PASURUAN – Kabut tipis menyelimuti lereng Desa Jatiarjo, Prigen, saat suara burung bersahutan dari balik pepohonan. Di tengah suasana hening itu, sejarah baru lahir dari kaki bukit.
UIN Kiai Haji Achmad Siddiq (UIN KHAS) Jember resmi mencatat diri sebagai kampus pertama di Indonesia yang menggelar bootcamp ekoteologi model pembelajaran yang menggabungkan ilmu agama dan etika lingkungan secara praksis.
“Langkah ini luar biasa dan visioner,” ujar Prof. Dr. M. Arskal Salim GP, M.Ag., Sekretaris Ditjen Pendidikan Islam Kemenag RI, saat menyampaikan orasi bertajuk “Hilirisasi Ekoteologi: Menjembatani Nilai-Nilai Langit dengan Praktik Bumi Berkelanjutan.”

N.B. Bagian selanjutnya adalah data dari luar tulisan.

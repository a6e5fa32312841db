/// Lexical tokens produced by the [`Lexer`](crate::lexer::Lexer).
#[derive(Debug, Clone, PartialEq)]
pub enum Token {
    // Literals
    /// Floating-point number
    ///
    /// # Examples
    /// ```text
    /// 3.14
    /// 0.5
    /// ```
    Float(f64),

    /// Integer
    ///
    /// # Examples
    /// ```text
    /// 42
    /// 7
    /// ```
    Integer(i64),

    /// String literal enclosed in double or single quotes
    ///
    /// # Examples
    /// ```text
    /// "open"
    /// 'line\nbreak'
    /// ```
    String(String),

    /// Boolean values (case-insensitive)
    ///
    /// # Examples
    /// ```text
    /// true
    /// FALSE
    /// ```
    Boolean(bool),

    /// Null value (case-insensitive)
    Null,

    // References
    /// Braced field reference. Everything up to the closing brace is the name.
    ///
    /// # Examples
    /// ```text
    /// {Amount}
    /// {Unit Price}
    /// ```
    FieldRef(String),

    /// Node or relational-set reference
    ///
    /// # Examples
    /// ```text
    /// #Orders
    /// #{Line Items}
    /// ```
    NodeRef(String),

    /// Bare identifier: function name, property, aggregation mode or an
    /// unbraced field reference.
    ///
    /// # Examples
    /// ```text
    /// IF
    /// Amount
    /// SUM
    /// ```
    Identifier(String),

    // Comparison
    /// Equality (`=` or `==`)
    Eq,

    /// Inequality (`!=` or `<>`)
    NotEq,

    /// Less than
    Lt,

    /// Greater than
    Gt,

    /// Less than or equal
    LtEq,

    /// Greater than or equal
    GtEq,

    // Arithmetic
    /// Addition or string concatenation
    Plus,

    /// Subtraction or unary minus
    Minus,

    /// Multiplication
    Star,

    /// Division
    Slash,

    /// Modulo
    Percent,

    /// Exponentiation
    Caret,

    // Delimiters
    /// Left bracket opening a filter
    LBracket,

    /// Right bracket
    RBracket,

    /// Left parenthesis for grouping or call arguments
    LParen,

    /// Right parenthesis
    RParen,

    /// Dot for property, aggregation and method access
    Dot,

    /// Comma separating arguments
    Comma,

    /// End of input
    Eof,
}

impl Token {
    /// Short description used in syntax error messages.
    pub fn describe(&self) -> String {
        match self {
            Token::Float(n) => n.to_string(),
            Token::Integer(n) => n.to_string(),
            Token::String(s) => format!("\"{}\"", s),
            Token::Boolean(b) => b.to_string(),
            Token::Null => "null".to_string(),
            Token::FieldRef(name) => format!("{{{}}}", name),
            Token::NodeRef(name) => format!("#{}", name),
            Token::Identifier(name) => name.clone(),
            Token::Eq => "'='".to_string(),
            Token::NotEq => "'!='".to_string(),
            Token::Lt => "'<'".to_string(),
            Token::Gt => "'>'".to_string(),
            Token::LtEq => "'<='".to_string(),
            Token::GtEq => "'>='".to_string(),
            Token::Plus => "'+'".to_string(),
            Token::Minus => "'-'".to_string(),
            Token::Star => "'*'".to_string(),
            Token::Slash => "'/'".to_string(),
            Token::Percent => "'%'".to_string(),
            Token::Caret => "'^'".to_string(),
            Token::LBracket => "'['".to_string(),
            Token::RBracket => "']'".to_string(),
            Token::LParen => "'('".to_string(),
            Token::RParen => "')'".to_string(),
            Token::Dot => "'.'".to_string(),
            Token::Comma => "','".to_string(),
            Token::Eof => "end of input".to_string(),
        }
    }
}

Menurutnya, inisiatif UIN KHAS Jember bukan sekadar eksperimen akademik, melainkan “model aksi nyata” yang mudah direplikasi kampus lain. “Sederhana, murah, tapi dampaknya besar,” ujarnya.
Prof. Arskal menjelaskan, hilirisasi ekoteologi adalah proses menerjemahkan nilai-nilai spiritual dari “hulu pemikiran” ke “hilir kehidupan”. Nilai ilahiah, katanya, harus mengalir hingga praktik sosial, ekonomi, dan kebijakan publik.
“Ekoteologi bicara hubungan manusia, alam, dan Tuhan. Agama tidak berhenti di mimbar, tapi menumbuhkan kesadaran ekologis,” jelasnya. “Ini bukan hanya soal menanam pohon, tapi melekatkan etika spiritual dalam pengelolaan sumber daya.”
Ia mencontohkan beberapa penerapan nyata: pesantren Athariq di Garut yang mengembangkan pertanian organik dan konservasi mata air, fatwa MPU Banda Aceh yang melarang buang sampah sembarangan, hingga pembiayaan hijau dari lembaga keuangan syariah.
“Semua itu bentuk hilirisasi. Nilai agama yang turun menjadi tindakan,” tegasnya.
Prof. Arskal juga mengapresiasi langkah UIN KHAS Jember yang menggandeng masyarakat Desa Jatiarjo dalam satu gerakan ekoteologi. “Ini bukan hanya kegiatan kampus, tapi pertemuan antara ilmu dan kehidupan,” katanya.
Dalam penutupannya, ia menyinggung pesan ekologis dalam Surah Al-Baqarah ayat 30, tentang kekhawatiran malaikat terhadap potensi manusia merusak bumi. “Tugas kita memastikan kekhawatiran itu tak menjadi kenyataan,” ujarnya.
Ia menekankan pentingnya sinergi lintas sektor akademisi, pemerintah desa, ulama, dan pelaku usaha demi membangun peradaban berkelanjutan berbasis nilai spiritual. “Hilirsasi ekoteologi adalah jembatan antara iman dan tindakan.”
Prof. Arskal menutup dengan pujian untuk UIN KHAS Jember. “Model ini patut ditiru. Tanpa biaya besar, tapi memberi teladan besar,” katanya disambut tepuk tangan hangat peserta.
Di bawah rimbun pepohonan Jatiarjo, semangat ekoteologi tak lagi sekadar teori. Ia menjelma gerakan nyata menurunkan nilai-nilai langit ke bumi yang lestari.